In what may be a breakthrough that nearly everyone can appreciate, researchers from the US have identified a molecule in the blood, produced during exercise, that can effectively reduce food intake and tackle obesity in mice.
Researchers from Baylor College and Stanford School of Medicine found that in mice fed a high-fat diet, a large dose of the modified amino acid, Lac-Phe, halved the amount they ate over a 12-hour period without affecting their level of movement or energy expenditure.
When administered to the mice for 10 days, Lac-Phe demonstrably reduced cumulative food intake, lowered body weight and body fat, and improved glucose tolerance.
Dr. Yong Xu, author and professor of paediatrics, nutrition, and molecular and cellular biology at Baylor, said that their findings, published June 15th in Nature, improved scientists’ understanding of the physiological processes that underlie the interplay between exercise and hunger.
“Regular exercise has been proven to help weight loss, regulate appetite and improve the metabolic profile, especially for people who are overweight and obese,” Dr Xu said.
“If we can understand the mechanism by which exercise triggers these benefits, then we are closer to helping many people improve their health.
“For example, older or frail people who cannot exercise enough, may one day benefit from taking a medication that can help slow down osteoporosis, heart disease or other conditions.”

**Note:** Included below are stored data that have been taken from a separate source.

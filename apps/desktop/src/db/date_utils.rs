//! Timestamp helpers.
//!
//! New rows store RFC 3339 strings in UTC. Older databases and CSV exports
//! carry local `YYYY-MM-DD HH:MM:SS` or bare dates, which are read as
//! local time.

use chrono::{DateTime, Local, NaiveDate, NaiveDateTime, TimeZone, Utc};

/// Parse a stored timestamp. Blank or unrecognized input yields `None`.
pub fn parse_timestamp(s: &str) -> Option<DateTime<Utc>> {
    let s = s.trim();
    if s.is_empty() {
        return None;
    }
    if let Ok(dt) = DateTime::parse_from_rfc3339(s) {
        return Some(dt.with_timezone(&Utc));
    }
    let naive = NaiveDateTime::parse_from_str(s, "%Y-%m-%d %H:%M:%S")
        .or_else(|_| NaiveDateTime::parse_from_str(s, "%Y-%m-%dT%H:%M:%S"))
        .ok()
        .or_else(|| {
            NaiveDate::parse_from_str(s, "%Y-%m-%d")
                .ok()
                .and_then(|d| d.and_hms_opt(0, 0, 0))
        })?;
    Local
        .from_local_datetime(&naive)
        .earliest()
        .map(|dt| dt.with_timezone(&Utc))
}

/// Format a timestamp for storage.
pub fn format_timestamp(dt: &DateTime<Utc>) -> String {
    dt.to_rfc3339()
}

/// Local calendar date of a timestamp, as `YYYY-MM-DD`.
pub fn format_local_date(dt: &DateTime<Utc>) -> String {
    dt.with_timezone(&Local).format("%Y-%m-%d").to_string()
}

/// Today's local date.
pub fn local_today() -> NaiveDate {
    Local::now().date_naive()
}

#[cfg(test)]
mod tests {
    use super::*;

    #[test]
    fn parses_rfc3339() {
        let dt = parse_timestamp("2024-03-01T12:30:00+00:00").unwrap();
        assert_eq!(format_timestamp(&dt), "2024-03-01T12:30:00+00:00");
    }

    #[test]
    fn parses_legacy_formats() {
        assert!(parse_timestamp("2024-03-01 08:15:00").is_some());
        assert!(parse_timestamp("2024-03-01").is_some());
        assert_eq!(
            parse_timestamp("2024-03-01").map(|dt| format_local_date(&dt)),
            Some("2024-03-01".to_string())
        );
    }

    #[test]
    fn blank_and_garbage_are_none() {
        assert!(parse_timestamp("").is_none());
        assert!(parse_timestamp("  ").is_none());
        assert!(parse_timestamp("yesterday").is_none());
    }
}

And whilst a George Jetson-like exercise pill may still be some way off, the team has already confirmed robust elevations in plasma Lac-Phe levels following physical activity in both racehorses and humans.
Xu’s colleague and co-author, Dr Jonathan Long, an assistant professor of pathology at Stanford Medicine and institute scholar at Stanford ChEM-H, explained that data from a human exercise cohort showed that sprint exercise induced the most dramatic increase in plasma Lac-Phe, followed by resistance, and then endurance training.
“This suggests that Lac-Phe is an ancient and conserved system that regulates feeding and is associated with physical activity in many animal species,” Dr Long said.
Lac-Phe is a modified amino acid synthesized from lactate (a by-product of strenuous exercise that is responsible for the burning sensation in muscles) and phenylalanine (an amino acid that is one of the building blocks of proteins).
The researchers also identified an enzyme called CNDP2 that is involved in the production of Lac-Phe and showed that mice lacking this enzyme did not lose as much weight on an exercise regime as a control group on the same exercise plan.
“Our next steps include finding more details about how Lac-Phe mediates its effects in the body, including the brain,” Xu said.
“Our goal is to learn to modulate this exercise pathway for therapeutic interventions.”